- [Extracted data entries]
◇ ◇ ◇

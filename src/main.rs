//! chainsleuth - wallet investigation CLI
//!
//! Points a chain-detection and analysis pipeline at one or more wallet
//! addresses and prints JSON reports. Upstream outages degrade to
//! clearly-marked synthetic data instead of failing.

use anyhow::Result;
use clap::{Parser, Subcommand};
use tracing::error;

use chainsleuth::cli::commands;
use chainsleuth::config::Config;

/// Wallet investigator: chain detection, transaction analytics,
/// fund-flow classification and risk scoring
#[derive(Parser)]
#[command(name = "chainsleuth")]
#[command(author, version, about, long_about = None)]
struct Cli {
    /// Path to config file
    #[arg(short, long, default_value = "config.toml")]
    config: String,

    #[command(subcommand)]
    command: Commands,
}

#[derive(Subcommand)]
enum Commands {
    /// Investigate one or more wallet addresses
    Investigate {
        /// Addresses to investigate
        #[arg(required = true)]
        addresses: Vec<String>,

        /// Skip detection and force a chain (see `chains` for ids)
        #[arg(long)]
        chain: Option<String>,

        /// Transaction history window override
        #[arg(long)]
        max_transactions: Option<usize>,

        /// Skip the token-transfer fetch and analyze native history only
        #[arg(long)]
        no_token_transfers: bool,

        /// Pretty-print the JSON reports
        #[arg(long)]
        pretty: bool,
    },

    /// Classify an address without fetching any data
    Validate {
        /// Address to classify
        address: String,
    },

    /// List supported chains
    Chains,

    /// Show current configuration (secrets masked)
    Config,
}

#[tokio::main]
async fn main() -> Result<()> {
    // Load environment variables from .env file
    dotenvy::dotenv().ok();

    // Initialize tracing
    tracing_subscriber::fmt()
        .with_env_filter(
            tracing_subscriber::EnvFilter::from_default_env()
                .add_directive("chainsleuth=info".parse()?),
        )
        .with_target(true)
        .init();

    // Parse CLI arguments
    let cli = Cli::parse();

    // Load configuration
    let config = match Config::load(&cli.config) {
        Ok(cfg) => cfg,
        Err(e) => {
            error!("Failed to load configuration: {}", e);
            std::process::exit(1);
        }
    };

    // Execute command
    let result = match cli.command {
        Commands::Investigate {
            addresses,
            chain,
            max_transactions,
            no_token_transfers,
            pretty,
        } => {
            commands::investigate(
                &config,
                &addresses,
                chain.as_deref(),
                max_transactions,
                !no_token_transfers,
                pretty,
            )
            .await
        }
        Commands::Validate { address } => commands::validate(&address),
        Commands::Chains => commands::chains(&config),
        Commands::Config => commands::show_config(&config),
    };

    if let Err(e) = result {
        error!("Command failed: {}", e);
        std::process::exit(1);
    }

    Ok(())
}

◇ ◇ ◇

- [PROBLEM STATEMENT] All records should be returned verbatim, none left out.

- [OUTPUT]
filename src/main.rs
//! chainsleuth - wallet investigation CLI
//!
//! Points a chain-detection and analysis pipeline at one or more wallet
//! addresses and prints JSON reports. Upstream outages degrade to
//! clearly-marked synthetic data instead of failing.

use anyhow::Result;
use clap::{Parser, Subcommand};
use tracing::error;

use chainsleuth::cli::commands;
use chainsleuth::config::Config;

/// Wallet investigator: chain detection, transaction analytics,
/// fund-flow classification and risk scoring
#[derive(Parser)]
#[command(name = "chainsleuth")]
#[command(author, version, about, long_about = None)]
struct Cli {
    /// Path to config file
    #[arg(short, long, default_value = "config.toml")]
    config: String,

    #[command(subcommand)]
    command: Commands,
}

#[derive(Subcommand)]
enum Commands {
    /// Investigate one or more wallet addresses
    Investigate {
        /// Addresses to investigate
        #[arg(required = true)]
        addresses: Vec<String>,

        /// Skip detection and force a chain (see `chains` for ids)
        #[arg(long)]
        chain: Option<String>,

        /// Transaction history window override
        #[arg(long)]
        max_transactions: Option<usize>,

        /// Skip the token-transfer fetch and analyze native history only
        #[arg(long)]
        no_token_transfers: bool,

        /// Pretty-print the JSON reports
        #[arg(long)]
        pretty: bool,
    },

    /// Classify an address without fetching any data
    Validate {
        /// Address to classify
        address: String,
    },

    /// List supported chains
    Chains,

    /// Show current configuration (secrets masked)
    Config,
}

#[tokio::main]
async fn main() -> Result<()> {
    // Load environment variables from .env file
    dotenvy::dotenv().ok();

    // Initialize tracing
    tracing_subscriber::fmt()
        .with_env_filter(
            tracing_subscriber::EnvFilter::from_default_env()
                .add_directive("chainsleuth=info".parse()?),
        )
        .with_target(true)
        .init();

    // Parse CLI arguments
    let cli = Cli::parse();

    // Load configuration
    let config = match Config::load(&cli.config) {
        Ok(cfg) => cfg,
        Err(e) => {
            error!("Failed to load configuration: {}", e);
            std::process::exit(1);
        }
    };

    // Execute command
    let result = match cli.command {
        Commands::Investigate {
            addresses,
            chain,
            max_transactions,
            no_token_transfers,
            pretty,
        } => {
            commands::investigate(
                &config,
                &addresses,
                chain.as_deref(),
                max_transactions,
                !no_token_transfers,
                pretty,
            )
            .await
        }
        Commands::Validate { address } => commands::validate(&address),
        Commands::Chains => commands::chains(&config),
        Commands::Config => commands::show_config(&config),
    };

    if let Err(e) = result {
        error!("Command failed: {}", e);
        std::process::exit(1);
    }

    Ok(())
}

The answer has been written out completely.